Your answer should hold all lines of the entries that include the word "ValidationError".

= = = = = = =

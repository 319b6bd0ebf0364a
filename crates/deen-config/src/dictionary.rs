use std::path::PathBuf;

use serde::{Deserialize, Serialize};

// ftp.tu-chemnitz.de sends CORS headers and permits this use
fn default_dict_url() -> String {
    "https://ftp.tu-chemnitz.de/pub/Local/urz/ding/de-en-devel/de-en.txt.gz".to_string()
}

fn default_version_url() -> String {
    "https://ftp.tu-chemnitz.de/pub/Local/urz/ding/de-en-devel/sha256sums.txt".to_string()
}

fn default_cache_dir() -> PathBuf {
    std::env::temp_dir().join("deen-cache")
}

fn default_cache_name() -> String {
    "DeEnDict".to_string()
}

fn default_app_cache_prefix() -> String {
    "DeEnDict-".to_string()
}

fn default_update_check_delay_ms() -> u64 {
    500
}

fn default_fetch_timeout_secs() -> u64 {
    300
}

fn default_stats_scan_lines() -> usize {
    50
}

#[derive(Debug, Serialize, Deserialize, Clone)]
#[serde(default)]
pub struct DictionaryConfig {
    /// Gzip-compressed dictionary text
    #[serde(default = "default_dict_url")]
    pub dict_url: String,
    /// Small file whose content changes whenever the dictionary does
    #[serde(default = "default_version_url")]
    pub version_url: String,
    #[serde(default = "default_cache_dir")]
    pub cache_dir: PathBuf,
    /// Cache partition holding the dictionary and its version marker
    #[serde(default = "default_cache_name")]
    pub cache_name: String,
    /// Prefix of the versioned application cache partition
    #[serde(default = "default_app_cache_prefix")]
    pub app_cache_prefix: String,
    /// Delay before the background version check after serving a cached copy
    #[serde(default = "default_update_check_delay_ms")]
    pub update_check_delay_ms: u64,
    #[serde(default = "default_fetch_timeout_secs")]
    pub fetch_timeout_secs: u64,
    /// How many raw lines at the top of the file may carry the stats comment
    #[serde(default = "default_stats_scan_lines")]
    pub stats_scan_lines: usize,
}

impl DictionaryConfig {
    /// Name of the application cache partition for this build
    pub fn app_cache_name(&self) -> String {
        format!("{}{}", self.app_cache_prefix, env!("CARGO_PKG_VERSION"))
    }
}

impl Default for DictionaryConfig {
    fn default() -> Self {
        Self {
            dict_url: default_dict_url(),
            version_url: default_version_url(),
            cache_dir: default_cache_dir(),
            cache_name: default_cache_name(),
            app_cache_prefix: default_app_cache_prefix(),
            update_check_delay_ms: default_update_check_delay_ms(),
            fetch_timeout_secs: default_fetch_timeout_secs(),
            stats_scan_lines: default_stats_scan_lines(),
        }
    }
}
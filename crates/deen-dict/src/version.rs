use crate::fetch::RemoteSource;
use crate::store::Cache;

/// Whether the remote dictionary changed since it was last cached.
///
/// Compares the remote version marker byte for byte with the cached one and
/// records the fresh marker. A marker that cannot be fetched means no update
/// is known.
pub async fn needs_update(source: &dyn RemoteSource, cache: &dyn Cache, version_url: &str) -> bool {
    let fresh = match source.fetch(version_url).await {
        Ok(response) => response.collect().await,
        Err(e) => Err(e),
    };
    let fresh = match fresh {
        Ok(body) => body,
        Err(e) => {
            tracing::info!("Failed to check dictionary version: {e}");
            return false;
        }
    };

    let needed = match cache.get(version_url).await {
        Ok(Some(cached)) if cached == fresh => {
            tracing::debug!("Dictionary version unchanged");
            false
        }
        Ok(Some(_)) => {
            tracing::info!("Dictionary version changed");
            true
        }
        Ok(None) => {
            tracing::debug!("No cached dictionary version");
            true
        }
        Err(e) => {
            tracing::warn!("Could not read cached dictionary version: {e}");
            true
        }
    };

    if let Err(e) = cache.put(version_url, fresh).await {
        tracing::warn!("Could not cache dictionary version: {e}");
    }
    needed
}

#[cfg(test)]
mod tests {
    use bytes::Bytes;

    use super::*;
    use crate::store::{CacheStorage, MemoryCacheStorage};
    use crate::testutil::FakeSource;

    const VERSION_URL: &str = "https://example.org/version.txt";

    #[tokio::test]
    async fn test_version_transitions() {
        let source = FakeSource::default();
        let storage = MemoryCacheStorage::new();
        let cache = storage.open("DeEnDict").await.unwrap();

        source.serve(VERSION_URL, Bytes::from_static(b"2024-01-01"));
        assert!(needs_update(&source, cache.as_ref(), VERSION_URL).await);
        assert_eq!(
            cache.get(VERSION_URL).await.unwrap(),
            Some(Bytes::from_static(b"2024-01-01"))
        );

        assert!(!needs_update(&source, cache.as_ref(), VERSION_URL).await);

        source.serve(VERSION_URL, Bytes::from_static(b"2024-02-01"));
        assert!(needs_update(&source, cache.as_ref(), VERSION_URL).await);
        assert!(!needs_update(&source, cache.as_ref(), VERSION_URL).await);
        assert_eq!(source.fetches(VERSION_URL), 4);
    }

    #[tokio::test]
    async fn test_unreachable_marker_means_no_update() {
        let source = FakeSource::default();
        let storage = MemoryCacheStorage::new();
        let cache = storage.open("DeEnDict").await.unwrap();
        cache
            .put(VERSION_URL, Bytes::from_static(b"old"))
            .await
            .unwrap();

        assert!(!needs_update(&source, cache.as_ref(), VERSION_URL).await);
        assert_eq!(
            cache.get(VERSION_URL).await.unwrap(),
            Some(Bytes::from_static(b"old"))
        );
    }
}
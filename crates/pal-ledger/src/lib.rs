//! # pal-ledger — Role-Gated, Append-Only Ledger Model
//!
//! Models the authoritative side of the Product Authenticity Ledger: the
//! anchored product fingerprints and their attributed stage histories.
//!
//! ## Components
//!
//! - **Policy** (`policy.rs`): the single `AuthorizationPolicy` consulted
//!   before every ledger call. Each `LedgerOperation` maps to exactly one
//!   `Requirement` (`RootCapability`, `AdministrativeCapability`, `Public`).
//!
//! - **Events** (`event.rs`): `LedgerEvent` records every accepted mutation
//!   with a sequence number, actor and timestamp, chained by SHA-256 digest.
//!
//! - **Ledger** (`ledger.rs`): the `Ledger` capability trait the
//!   reconciliation engine consumes, and `InMemoryLedger`, the reference
//!   model any ledger-backed implementation must match.
//!
//! ## Guarantees
//!
//! A registered fingerprint never changes. Stages are only ever appended.
//! Rejected calls leave state unchanged. Concurrent registrations of the same
//! product resolve to exactly one winner.

pub mod error;
pub mod event;
pub mod ledger;
pub mod policy;

pub use error::LedgerError;
pub use event::{EventLog, LedgerEvent, LedgerEventKind, StageEvent, GENESIS_DIGEST};
pub use ledger::{InMemoryLedger, Ledger, LedgerSnapshot};
pub use policy::{AuthorizationPolicy, Capability, LedgerOperation, Requirement, RoleGrants};
impl Ledger for InMemoryLedger {
    fn register_product(
        &self,
        caller: &Identity,
        product_id: &ProductId,
        fingerprint: &Fingerprint,
    ) -> Result<LedgerEvent, LedgerError> {
        let mut inner = self.inner.lock();
        self.policy
            .authorize(LedgerOperation::RegisterProduct, caller, &inner.views.grants)?;
        let (event, _) = inner.append(
            LedgerEventKind::ProductRegistered {
                product_id: product_id.clone(),
                fingerprint: fingerprint.clone(),
            },
            caller,
            self.clock.as_ref(),
        )?;
        tracing::info!(
            product_id = %product_id,
            fingerprint = %fingerprint,
            sequence = event.sequence,
            "product registered on ledger"
        );
        Ok(event)
    }

    fn append_stage(
        &self,
        caller: &Identity,
        product_id: &ProductId,
        stage_name: &str,
    ) -> Result<StageEvent, LedgerError> {
        let mut inner = self.inner.lock();
        self.policy
            .authorize(LedgerOperation::AppendStage, caller, &inner.views.grants)?;
        if stage_name.trim().is_empty() {
            return Err(LedgerError::InvalidArgument {
                operation: LedgerOperation::AppendStage,
                reason: "stage_name must not be empty".to_string(),
            });
        }
        let (event, stage) = inner.append(
            LedgerEventKind::StageAppended {
                product_id: product_id.clone(),
                stage_name: stage_name.to_string(),
            },
            caller,
            self.clock.as_ref(),
        )?;
        let stage = stage.ok_or_else(|| {
            LedgerError::Integrity(format!(
                "stage event {} was not applied to {product_id}",
                event.sequence
            ))
        })?;
        tracing::info!(
            product_id = %product_id,
            stage = stage_name,
            sequence = stage.sequence,
            "stage appended"
        );
        Ok(stage)
    }

    fn get_fingerprint(&self, product_id: &ProductId) -> Result<Fingerprint, LedgerError> {
        let inner = self.inner.lock();
        inner
            .views
            .products
            .get(product_id)
            .map(|p| p.fingerprint.clone())
            .ok_or_else(|| LedgerError::NotFound {
                product_id: product_id.clone(),
            })
    }

    fn get_history(&self, product_id: &ProductId) -> Result<Vec<StageEvent>, LedgerError> {
        let inner = self.inner.lock();
        inner
            .views
            .products
            .get(product_id)
            .map(|p| p.stages.clone())
            .ok_or_else(|| LedgerError::NotFound {
                product_id: product_id.clone(),
            })
    }

    fn exists(&self, product_id: &ProductId) -> Result<bool, LedgerError> {
        Ok(self.inner.lock().views.products.contains_key(product_id))
    }

    fn grant_administrative_capability(
        &self,
        caller: &Identity,
        identity: &Identity,
    ) -> Result<bool, LedgerError> {
        self.change_capability(LedgerOperation::GrantAdministrative, caller, identity)
    }

    fn revoke_administrative_capability(
        &self,
        caller: &Identity,
        identity: &Identity,
    ) -> Result<bool, LedgerError> {
        self.change_capability(LedgerOperation::RevokeAdministrative, caller, identity)
    }

    fn has_capability(
        &self,
        identity: &Identity,
        capability: Capability,
    ) -> Result<bool, LedgerError> {
        Ok(self.inner.lock().views.grants.holds(identity, capability))
    }

    fn events(&self) -> Result<Vec<LedgerEvent>, LedgerError> {
        Ok(self.inner.lock().log.events().to_vec())
    }

    fn ledger_name(&self) -> &str {
        "InMemoryLedger"
    }
}
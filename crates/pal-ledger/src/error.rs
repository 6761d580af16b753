//! Ledger error types.

use thiserror::Error;

use pal_core::{ErrorKind, Identity, ProductId};

use crate::policy::{Capability, LedgerOperation};

/// Errors returned by a [`crate::Ledger`] implementation.
#[derive(Error, Debug)]
pub enum LedgerError {
    /// Caller lacks the capability the operation requires.
    #[error("{caller} is not authorized to {operation}: requires {required} capability")]
    Unauthorized {
        /// The rejected caller.
        caller: Identity,
        /// The attempted operation.
        operation: LedgerOperation,
        /// The capability that was missing.
        required: Capability,
    },

    /// The product is already registered.
    #[error("product {product_id} is already registered")]
    AlreadyExists {
        /// The duplicate product identifier.
        product_id: ProductId,
    },

    /// The product is not registered.
    #[error("product {product_id} is not registered")]
    NotFound {
        /// The missing product identifier.
        product_id: ProductId,
    },

    /// An argument was empty or malformed.
    #[error("invalid argument to {operation}: {reason}")]
    InvalidArgument {
        /// The attempted operation.
        operation: LedgerOperation,
        /// Why it was rejected.
        reason: String,
    },

    /// The ledger could not be reached.
    #[error("ledger unavailable during {operation}: {reason}")]
    Unavailable {
        /// The attempted operation.
        operation: LedgerOperation,
        /// Transport-level cause.
        reason: String,
    },

    /// The ledger's own data failed an integrity check.
    #[error("ledger integrity violation: {0}")]
    Integrity(String),
}

impl LedgerError {
    /// Classify the error.
    pub fn kind(&self) -> ErrorKind {
        match self {
            Self::Unauthorized { .. } => ErrorKind::Unauthorized,
            Self::AlreadyExists { .. } => ErrorKind::AlreadyExists,
            Self::NotFound { .. } => ErrorKind::NotFound,
            Self::InvalidArgument { .. } => ErrorKind::InvalidArgument,
            Self::Unavailable { .. } => ErrorKind::Unavailable,
            Self::Integrity(_) => ErrorKind::Integrity,
        }
    }
}
//! Engine error types.
//!
//! Boundary failures are wrapped unchanged; callers classify any error with
//! [`EngineError::kind`] rather than by inspecting messages.

use thiserror::Error;

use pal_core::{ErrorKind, Fingerprint, ProductId, ValidationError};
use pal_ledger::LedgerError;
use pal_store::StoreError;

/// Errors returned by [`crate::ReconciliationEngine`].
#[derive(Error, Debug)]
pub enum EngineError {
    /// An input was empty or malformed. Raised before any boundary call.
    #[error("invalid argument to {operation}: {reason}")]
    InvalidArgument {
        /// Engine operation that rejected the input.
        operation: &'static str,
        /// What was wrong with it.
        reason: String,
    },

    /// The ledger already holds this product.
    #[error("product {product_id} is already registered")]
    AlreadyExists {
        /// The duplicate product.
        product_id: ProductId,
    },

    /// A marker older than the in-flight window is still present for this
    /// product: an earlier registration was interrupted and awaits the
    /// reconciliation sweep. A marker inside the window is reported as
    /// `AlreadyExists` instead.
    #[error("registration of {product_id} is pending; run the reconciliation sweep")]
    RegistrationPending {
        /// Product whose marker blocks the registration.
        product_id: ProductId,
    },

    /// The ledger write committed but the store write did not.
    ///
    /// The pending marker is left in place for the reconciliation sweep.
    #[error(
        "partial commit for {product_id}: anchored on ledger as {ledger_fingerprint} \
         but the store insert failed: {source}"
    )]
    PartialCommit {
        /// Product now on the ledger but missing from the store.
        product_id: ProductId,
        /// Fingerprint the ledger holds for it.
        ledger_fingerprint: Fingerprint,
        /// Why the store insert failed.
        #[source]
        source: StoreError,
    },

    /// A ledger call failed; the ledger's error is passed through unchanged.
    #[error("ledger: {0}")]
    Ledger(#[from] LedgerError),

    /// A store call failed; the store's error is passed through unchanged.
    #[error("metadata store: {0}")]
    Store(#[from] StoreError),
}

impl EngineError {
    /// Classify the error.
    pub fn kind(&self) -> ErrorKind {
        match self {
            Self::InvalidArgument { .. } => ErrorKind::InvalidArgument,
            Self::AlreadyExists { .. } => ErrorKind::AlreadyExists,
            Self::RegistrationPending { .. } => ErrorKind::Conflict,
            Self::PartialCommit { .. } => ErrorKind::PartialCommit,
            Self::Ledger(e) => e.kind(),
            Self::Store(e) => e.kind(),
        }
    }

    pub(crate) fn invalid(operation: &'static str, err: ValidationError) -> Self {
        Self::InvalidArgument {
            operation,
            reason: err.to_string(),
        }
    }
}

= = = = = = =

• _Completed exercise_:
use pal_core::{ErrorKind, Fingerprint, ProductId, ValidationError};
    pub(crate) fn invalid(operation: &'static str, err: ValidationError) -> Self {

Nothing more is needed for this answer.